Model Lifecycle & Data Operations
- Understand and support the full ML lifecycle, including:
- data collection
- annotation workflows
- training
- validation
- evaluation
- deployment
- monitoring
- continuous improvement
- Design systems that support future model fine-tuning and retraining initiatives.
- Build infrastructure and automation around dataset management, evaluation, and reporting.
Observability & Reliability
- Implement monitoring, logging, tracing, and alerting for AI systems.
- Define metrics that measure model quality, pipeline health, and business outcomes.
- Ensure production AI systems are observable, debuggable, and resilient.
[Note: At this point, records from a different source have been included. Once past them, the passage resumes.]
use clap::Parser;
use combo_nutrition::core::BarcodeDecoder;
use combo_nutrition::utils::error::ErrorSeverity;
use combo_nutrition::utils::logger;
use combo_nutrition::{
    BuiltinCatalog, Catalog, CliConfig, CsvCatalog, LocalStorage, NoDecoder, NutriError, Session,
    Settings, Shell, ZbarDecoder,
};

fn main() -> anyhow::Result<()> {
    let cli = CliConfig::parse();

    // 初始化日誌
    if cli.log_json {
        logger::init_json_logger(cli.verbose);
    } else {
        logger::init_cli_logger(cli.verbose);
    }

    tracing::info!("🚀 Starting combo-nutrition");
    tracing::debug!("CLI config: {:?}", cli);

    if let Err(e) = run(&cli) {
        tracing::error!(
            "❌ combo-nutrition failed: {} (Category: {:?}, Severity: {:?})",
            e,
            e.category(),
            e.severity()
        );
        tracing::error!("💡 Recovery suggestion: {}", e.recovery_suggestion());
        eprintln!("❌ {}", e.user_friendly_message());
        eprintln!("💡 {}", e.recovery_suggestion());

        let exit_code = match e.severity() {
            ErrorSeverity::Low => 0,
            ErrorSeverity::Medium => 2,
            ErrorSeverity::High => 1,
            ErrorSeverity::Critical => 3,
        };
        if exit_code > 0 {
            std::process::exit(exit_code);
        }
    }

    Ok(())
}

fn run(cli: &CliConfig) -> Result<(), NutriError> {
    let settings = Settings::resolve(cli)?;
    tracing::info!("✅ Configuration loaded and validated successfully");

    let catalog = match &settings.catalog_path {
        Some(path) => Catalog::load_from(&CsvCatalog::new(path))?,
        None => Catalog::load_from(&BuiltinCatalog)?,
    };

    let decoder: Box<dyn BarcodeDecoder> = if settings.decoder_enabled {
        tracing::info!("📷 Barcode decoder: {}", settings.decoder_command);
        match &settings.decoder_args {
            Some(args) => Box::new(ZbarDecoder::with_args(
                settings.decoder_command.clone(),
                args.clone(),
            )),
            None => Box::new(ZbarDecoder::new(settings.decoder_command.clone())),
        }
    } else {
        tracing::info!("📷 Barcode decoding disabled");
        Box::new(NoDecoder)
    };

    let storage = LocalStorage::new(settings.output_path.clone());
    let session = Session::new(settings.target);

    let mut shell = Shell::new(catalog, decoder, storage, session);
    let stdin = std::io::stdin();
    let stdout = std::io::stdout();
    shell.run(stdin.lock(), stdout.lock())
}
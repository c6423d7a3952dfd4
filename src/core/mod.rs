pub mod aggregator;
pub mod cart;
pub mod catalog;
pub mod lookup;
pub mod scanner;
pub mod session;

pub use crate::domain::model::{
    CartEvent, DecodeResult, MacroRatio, NutritionReport, NutritionTotals, Product, ScanOutcome,
    Target, DAILY_TARGET,
};
pub use crate::domain::ports::{BarcodeDecoder, CatalogSource, Storage};
pub use crate::utils::error::Result;
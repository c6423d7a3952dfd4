use crate::core::{CatalogSource, Product};
use crate::utils::error::{NutriError, Result};
use std::path::PathBuf;

/// 內建的示範商品表（常見便利商店商品）
#[derive(Debug, Clone, Copy, Default)]
pub struct BuiltinCatalog;

// (name, barcode, category, kcal, sodium mg, carbohydrate g, protein g, sugar g)
const BUILTIN_PRODUCTS: [(&str, &str, &str, f64, f64, f64, f64, f64); 8] = [
    ("불닭볶음면", "8801043014817", "면류", 530.0, 1280.0, 85.0, 12.0, 7.0),
    ("참치마요 삼각김밥", "8801056030018", "즉석식품", 250.0, 480.0, 40.0, 6.0, 3.0),
    ("반숙란(2구)", "8801056030025", "가공식품", 120.0, 300.0, 2.0, 12.0, 1.0),
    ("자이언트 떡볶이", "8801056030032", "즉석식품", 680.0, 1800.0, 140.0, 14.0, 35.0),
    ("바나나우유", "8801056030049", "음료", 210.0, 110.0, 27.0, 7.0, 27.0),
    ("제로콜라", "8801056030056", "음료", 0.0, 10.0, 0.0, 0.0, 0.0),
    ("핫바(매운맛)", "8801056030063", "가공식품", 180.0, 650.0, 12.0, 9.0, 5.0),
    ("모짜렐라 치즈", "8801056030070", "유가공", 180.0, 220.0, 0.0, 15.0, 0.0),
];

impl CatalogSource for BuiltinCatalog {
    fn load(&self) -> Result<Vec<Product>> {
        Ok(BUILTIN_PRODUCTS
            .iter()
            .map(
                |&(name, barcode, category, kcal, sodium, carb, protein, sugar)| Product {
                    name: name.to_string(),
                    barcode: Some(barcode.to_string()),
                    category: category.to_string(),
                    energy_kcal: kcal,
                    sodium_mg: sodium,
                    carbohydrate_g: carb,
                    protein_g: protein,
                    sugar_g: sugar,
                    fat_g: None,
                },
            )
            .collect())
    }

    fn describe(&self) -> String {
        "built-in demo catalog".to_string()
    }
}

/// CSV 商品表：name,barcode,category,energy_kcal,sodium_mg,carbohydrate_g,protein_g,sugar_g[,fat_g]
#[derive(Debug, Clone)]
pub struct CsvCatalog {
    path: PathBuf,
}

impl CsvCatalog {
    pub fn new(path: impl Into<PathBuf>) -> Self {
        Self { path: path.into() }
    }

    pub fn parse<R: std::io::Read>(reader: R) -> Result<Vec<Product>> {
        let mut csv_reader = csv::ReaderBuilder::new().trim(csv::Trim::All).from_reader(reader);

        let mut products = Vec::new();
        for record in csv_reader.deserialize::<Product>() {
            let mut product = record?;
            // 空白條碼視為沒有條碼
            if product.barcode.as_deref().is_some_and(|code| code.is_empty()) {
                product.barcode = None;
            }
            products.push(product);
        }

        if products.is_empty() {
            return Err(NutriError::CatalogError {
                message: "catalog contains no products".to_string(),
            });
        }

        Ok(products)
    }
}

impl CatalogSource for CsvCatalog {
    fn load(&self) -> Result<Vec<Product>> {
        let file = std::fs::File::open(&self.path)?;
        Self::parse(file)
    }

    fn describe(&self) -> String {
        self.path.display().to_string()
    }
}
- Participate in incident investigation and root cause analysis for AI-related production issues.
Requirements
- 5+ years of professional software engineering experience.
- Strong commercial experience building backend systems using Python.
- Strong software engineering fundamentals, including clean architecture, SOLID principles, design patterns, and SDLC best practices.
- Experience building and maintaining production-grade distributed systems.
- Hands-on experience integrating LLMs and AI services into production applications.
- Practical understanding of MLOps concepts and the machine learning lifecycle.
- Experience designing and implementing CI/CD pipelines.
- Experience working in cloud environments, preferably AWS.
- Experience working with Docker and containerized applications.
- Experience collaborating with DevOps teams on infrastructure and deployment topics.
- Ability to understand, maintain, and evolve AI/ML codebases created during research and experimentation phases.
- Experience building maintainable APIs and backend services.
- Strong debugging and troubleshooting skills across application and infrastructure layers.
- Strong communication skills and ability to collaborate across cross-functional teams.
Nice to Have
- Experience with AWS services such as ECS, EKS, EC2, Lambda, S3, Step Functions, Bedrock, or SageMaker.
- Experience with workflow orchestration frameworks such as Temporal, Airflow, Dagster, Prefect, or similar.
- Experience with vector databases and retrieval systems.
- Experience with OCR systems and document-processing pipelines.
- Experience fine-tuning open-source models.
- Experience building human-in-the-loop systems.
- Experience with model evaluation frameworks and LLM observability platforms.
- Experience with Terraform or Infrastructure as Code.
- Experience with Kubernetes.
- Experience working with AI agents, agent orchestration frameworks, or tool-calling systems.
- Experience in document AI, legal-tech, healthcare, edtech, or other data-heavy domains.
- Experience working with open-source ML ecosystems.
What Matters for This Role
- Ownership mindset โ ability to take responsibility for AI-enabled systems end-to-end.
- Strong software engineering foundation with practical understanding of ML systems.
- Ability to bridge the gap between ML research and production engineering.
- Pragmatic decision-making and strong engineering judgment.
- Comfort working in ambiguous, fast-moving environments.
- Ability to design systems that are maintainable, extensible, and easy to evolve.
- Curiosity about AI systems combined with strong software craftsmanship.
- Willingness to work across traditional engineering, AI, infrastructure, and product boundaries.